The FBI made the award on Wednesday, a day after it became known that the Brazilian company JBS SA had experienced a ransomware attack which resulted in the closure of at least five US-based factories, in addition to facilities in Canada and Australia.
High pressure ransom
REvil and its subsidiaries represent approximately four percent attacks against the public and private sectors. In many ways, REvil is a pretty average ransomware company. What sets him apart is the cruelty of his tactics, designed to exert maximum pressure on the victims.
In one case, the REvil dark website posted a screenshot purporting to show pornography was present in a temporary files folder on a computer owned by the IT director of a large company who had recently been victimized by the group. .
“While he was shaking his cock, we downloaded several hundred gigabytes of private information about the company’s customers,” the post said. “God bless his hairy palms. Amen!”
REvil is also the group that hacked Grubman, Shire, Meiselas & Sacks, the celebrity law firm that represented Lady Gaga, Madonna, U2, and other prominent artists.
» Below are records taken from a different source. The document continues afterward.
//! Applying a diff to the remote selection
//!
//! Codes go out in PATCH batches of at most `batch_size`, each batch
//! carrying the token the previous one returned. The first failing batch
//! stops the run. When the diff would take several batches but the
//! resulting selection fits in one, the selection is replaced in a single
//! PUT instead.

use filter_types::{OptionSet, VersionToken};

use crate::clients::FilterApi;
use crate::error::{FilterError, Result};
use crate::reconcile::Diff;

/// One PATCH call's worth of codes
#[derive(Debug, Clone, Default, PartialEq, Eq)]
pub struct PatchBatch {
    pub add: Vec<String>,
    pub remove: Vec<String>,
}

impl PatchBatch {
    fn codes(&self) -> impl Iterator<Item = &String> {
        self.add.iter().chain(self.remove.iter())
    }
}

/// Split a diff into batches, additions first
pub fn plan_batches(diff: &Diff, batch_size: usize) -> Vec<PatchBatch> {
    enum Op<'a> {
        Add(&'a str),
        Remove(&'a str),
    }

    let ops: Vec<Op<'_>> = diff
        .to_add
        .iter()
        .map(Op::Add)
        .chain(diff.to_remove.iter().map(Op::Remove))
        .collect();

    ops.chunks(batch_size.max(1))
        .map(|chunk| {
            let mut batch = PatchBatch::default();
            for op in chunk {
                match op {
                    Op::Add(code) => batch.add.push(code.to_string()),
                    Op::Remove(code) => batch.remove.push(code.to_string()),
                }
            }
            batch
        })
        .collect()
}

/// Bring the remote selection from `current` to `current + diff`.
pub async fn apply<F>(
    api: &F,
    filter_id: &str,
    dimension: &str,
    current: &OptionSet,
    diff: &Diff,
    token: VersionToken,
    batch_size: usize,
) -> Result<VersionToken>
where
    F: FilterApi + ?Sized,
{
    let batch_size = batch_size.max(1);
    let target = diff.apply_to(current);
    let changes = diff.to_add.len() + diff.to_remove.len();

    if changes > batch_size && target.len() <= batch_size {
        tracing::debug!(
            filter_id,
            dimension,
            changes,
            selected = target.len(),
            "replacing selection in one call"
        );
        return api
            .set_dimension_options(filter_id, dimension, &target.into_vec(), &token)
            .await;
    }

    apply_diff(api, filter_id, dimension, diff, token, batch_size).await
}

/// Apply `diff` starting from `token` and return the final token.
///
/// An empty diff makes no call. If the first batch fails its error is
/// returned as is; a later failure becomes [`FilterError::PartialApply`]
/// listing what went through and what did not.
pub async fn apply_diff<F>(
    api: &F,
    filter_id: &str,
    dimension: &str,
    diff: &Diff,
    token: VersionToken,
    batch_size: usize,
) -> Result<VersionToken>
where
    F: FilterApi + ?Sized,
{
    let batches = plan_batches(diff, batch_size);
    let mut token = token;

    for (index, batch) in batches.iter().enumerate() {
        let result = api
            .patch_dimension_options(filter_id, dimension, &batch.add, &batch.remove, &token)
            .await;

        match result {
            Ok(next) => token = next,
            Err(err) if index == 0 => return Err(err),
            Err(err) => {
                let applied: Vec<String> =
                    batches[..index].iter().flat_map(|b| b.codes().cloned()).collect();
                let failed: Vec<String> =
                    batches[index..].iter().flat_map(|b| b.codes().cloned()).collect();
                tracing::error!(
                    filter_id,
                    dimension,
                    applied = applied.len(),
                    failed = failed.len(),
                    error = %err,
                    "selection only partly applied"
                );
                return Err(FilterError::PartialApply {
                    dimension: dimension.to_string(),
                    applied,
                    failed,
                    status: err.upstream_status().unwrap_or(502),
                });
            }
        }
    }

    Ok(token)
}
When REvil demanded $ 21 million in exchange for not publishing the data, the law firm would have offered $ 365,000. REvil responded by increasing its request to $ 42 million and later releasing a 2.4 GB archive containing legal documents from Lady Gaga.
Last year REvil started auction confidential information of victims who refuse to pay. In March, the group announced a new service that contacts media and victims’ partners to notify them of a violation. REvil can also threaten victims of DDoS attacks.
REvil first appeared in April 2019 and quickly developed a reputation as technical prowess when using legitimate CPU functions to bypass security systems. In April of this year, Kaspersky classified REvil as the third ransomware group.
Supply chains under threat
In April, REvil stole data from manufacturer Quanta Computer, then asked Apple for $ 50 million in exchange for not publishing the technical data he had obtained for unpublished Apple products. The group then released schematics for two Apple products on the day of their announcement. The data has since been deleted, for unknown reasons.
This week’s incident came three weeks after ransomware shut down the Colonial Pipeline, an event that caused shortages of gasoline and jet fuel along the eastern seaboard of the United States.
Production began to resume at US-based JBS beef factories on Wednesday, although thousands of JBS workers in the US, Canada and Australia had earlier adjusted or canceled shifts. this week.
Such ransomware attacks continue to expose the fragility of the country’s supply chains as private and public sector leaders struggle, largely unsuccessfully, to contain the threat.